Dhruv (ALH) in Cruise Flight.   2005 again. A twin-engine Dhruv (Advanced Light Helicopter) in cruise flight with a HAL test pilot (TP) on controls had a more miraculous outcome. Experiencing sudden vibrations from the tail section, the TP gauged the situation quickly, feared the worst and alerted his copilot about intentions and immediate actions. Within seconds, divergent vibrations, a loud sound and sharp yaw signalled a potentially catastrophic in-flight breakup of the TR assembly. They successfully autorotated to a nearby field (power-on, followed by emergency shutdown of both engines at about 1000 feet). The accident could well be labelled ‘Miracle on the Godavari’ given that the helicopter was at over 90% of MTOW, force landed close to river Godavari, all seven occupants walked away and almost 80% of the helicopter could be recovered back to service.
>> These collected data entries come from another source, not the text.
//! Property-based tests for the state machine engine and the scalar helpers.
//!
//! These tests use proptest to verify properties hold across
//! many randomly generated inputs.

use cellsort::command_enum;
use cellsort::core::{humanize, MachineContext, MachineError, State, StateMachine, Step};
use cellsort::kinematics::{speed_fraction, wrap_degrees, MIN_SPEED_FRACTION, MIN_SPEED_PERCENT};
use proptest::prelude::*;

command_enum! {
    enum Signal {
        Go,
        Halt,
        Retry,
    }
}

const NAMES: [&str; 5] = ["Alpha", "Bravo", "Charlie", "Delta", "Echo"];

#[derive(Default)]
struct Entered(Vec<String>);

impl MachineContext for Entered {}

prop_compose! {
    fn arbitrary_signal()(variant in 0..3u8) -> Signal {
        match variant {
            0 => Signal::Go,
            1 => Signal::Halt,
            _ => Signal::Retry,
        }
    }
}

prop_compose! {
    fn arbitrary_edge()(from in 0..NAMES.len(), to in 0..NAMES.len(), signal in arbitrary_signal())
        -> (usize, usize, Signal) {
        (from, to, signal)
    }
}

fn entering(name: &'static str) -> State<Signal, (), Entered> {
    State::new(name).on_enter(move |ctx: &mut Entered, _| ctx.0.push(name.to_string()))
}

/// Machine over all names with the first accepted edge per (source, signal).
fn graph(edges: &[(usize, usize, Signal)], initial: usize) -> StateMachine<Signal, (), Entered> {
    let mut machine = StateMachine::new();
    for name in NAMES {
        machine.add_state(entering(name)).unwrap();
    }
    for &(from, to, signal) in edges {
        let _ = machine.add_transition(NAMES[from], NAMES[to], signal);
    }
    machine.set_initial_state(NAMES[initial]).unwrap();
    machine
}

proptest! {
    #[test]
    fn advance_follows_exactly_the_configured_edge(
        edges in prop::collection::vec(arbitrary_edge(), 0..15),
        start in 0..NAMES.len(),
        signal in arbitrary_signal(),
    ) {
        let mut machine = graph(&edges, start);
        let expected = machine.transition_target(NAMES[start], signal).map(str::to_string);
        let mut ctx = Entered::default();

        let step = machine.advance(signal, &mut ctx).unwrap();

        match expected {
            Some(destination) => {
                prop_assert!(step.is_transition());
                prop_assert_eq!(machine.current_state_name(), Some(destination.as_str()));
                prop_assert_eq!(ctx.0, vec![destination]);
                prop_assert_eq!(machine.history().len(), 1);
            }
            None => {
                prop_assert_eq!(step, Step::Ignored);
                prop_assert_eq!(machine.current_state_name(), Some(NAMES[start]));
                prop_assert!(ctx.0.is_empty());
                prop_assert!(machine.history().is_empty());
            }
        }
    }

    #[test]
    fn first_edge_wins_for_duplicates(
        edges in prop::collection::vec(arbitrary_edge(), 1..15),
    ) {
        let machine = graph(&edges, 0);
        let (from, to, signal) = edges[0];
        prop_assert_eq!(machine.transition_target(NAMES[from], signal), Some(NAMES[to]));
    }

    #[test]
    fn duplicate_state_always_fails_and_keeps_edges(
        edges in prop::collection::vec(arbitrary_edge(), 0..15),
        index in 0..NAMES.len(),
    ) {
        let mut machine = graph(&edges, 0);
        let before: Vec<_> = [Signal::Go, Signal::Halt, Signal::Retry]
            .iter()
            .map(|&s| machine.transition_target(NAMES[index], s).map(str::to_string))
            .collect();

        let result = machine.add_state(entering(NAMES[index]));

        prop_assert_eq!(result, Err(MachineError::DuplicateState { name: NAMES[index].to_string() }));
        let after: Vec<_> = [Signal::Go, Signal::Halt, Signal::Retry]
            .iter()
            .map(|&s| machine.transition_target(NAMES[index], s).map(str::to_string))
            .collect();
        prop_assert_eq!(before, after);
        prop_assert_eq!(machine.len(), NAMES.len());
    }

    #[test]
    fn history_never_exceeds_capacity(
        signals in prop::collection::vec(arbitrary_signal(), 0..100),
        capacity in 0usize..10,
    ) {
        let mut machine: StateMachine<Signal, (), Entered> = StateMachine::with_history_capacity(capacity);
        machine.add_state(entering("Alpha")).unwrap();
        machine.add_state(entering("Bravo")).unwrap();
        machine.add_transition("Alpha", "Bravo", Signal::Go).unwrap();
        machine.add_transition("Bravo", "Alpha", Signal::Go).unwrap();
        machine.set_initial_state("Alpha").unwrap();

        let mut ctx = Entered::default();
        let mut transitions = 0;
        for signal in signals {
            if machine.advance(signal, &mut ctx).unwrap().is_transition() {
                transitions += 1;
            }
        }

        prop_assert_eq!(machine.history().len(), transitions.min(capacity));
        prop_assert_eq!(ctx.0.len(), transitions);
    }

    #[test]
    fn speed_fraction_stays_in_unit_interval(percent in proptest::num::f32::ANY) {
        let fraction = speed_fraction(percent);
        prop_assert!(fraction >= MIN_SPEED_FRACTION);
        prop_assert!(fraction <= 1.0);
    }

    #[test]
    fn speed_fraction_is_linear_inside_range(percent in 0.01f32..=100.0) {
        prop_assert!((speed_fraction(percent) - percent / 100.0).abs() < 1e-6);
    }

    #[test]
    fn speed_below_minimum_is_raised(percent in -1.0e6f32..MIN_SPEED_PERCENT) {
        prop_assert_eq!(speed_fraction(percent), MIN_SPEED_FRACTION);
    }

    #[test]
    fn wrapped_angle_is_half_open_and_equivalent(angle in -1.0e4f32..1.0e4) {
        let wrapped = wrap_degrees(angle);
        prop_assert!(wrapped > -180.0 && wrapped <= 180.0);
        let turns = (angle - wrapped) / 360.0;
        prop_assert!((turns - turns.round()).abs() < 1e-3);
    }

    #[test]
    fn humanize_only_inserts_spaces(name in "[A-Za-z][a-zA-Z0-9]{0,20}") {
        let label = humanize(&name);
        prop_assert_eq!(label.replace(' ', ""), name.clone());
        prop_assert!(label.len() >= name.len());
    }
}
True to the lyrics of an old Dire Straits song “this is my investigation, not a public inquiry”, the complete story will be known only to HAL. But ‘dire straits’ pretty much summarises the situation should such a failure occur in an unalerted state. Incidentally, 2005 was ‘Year of the Rooster’ as per Chinese calendar. The rooster is a flightless bird.

Mi-17V-5 High Altitude Paradrop.   In Oct 2017, an IAF Mi-17 V-5 helicopter was undertaking high altitude ‘air maintenance’. During such sorties, loads secured onto skid boards are paradropped through the helicopter’s rear clamshell doors. One of the parachutes failed to deploy and ‘candled’ into the tail rotor, shearing it away. A deadly combination of high altitude (in excess of 15000 feet), insufficient height above terrain and low speed (airspeed washes off rapidly due rotation) claimed the helicopter and seven lives in less than ten seconds (read it here).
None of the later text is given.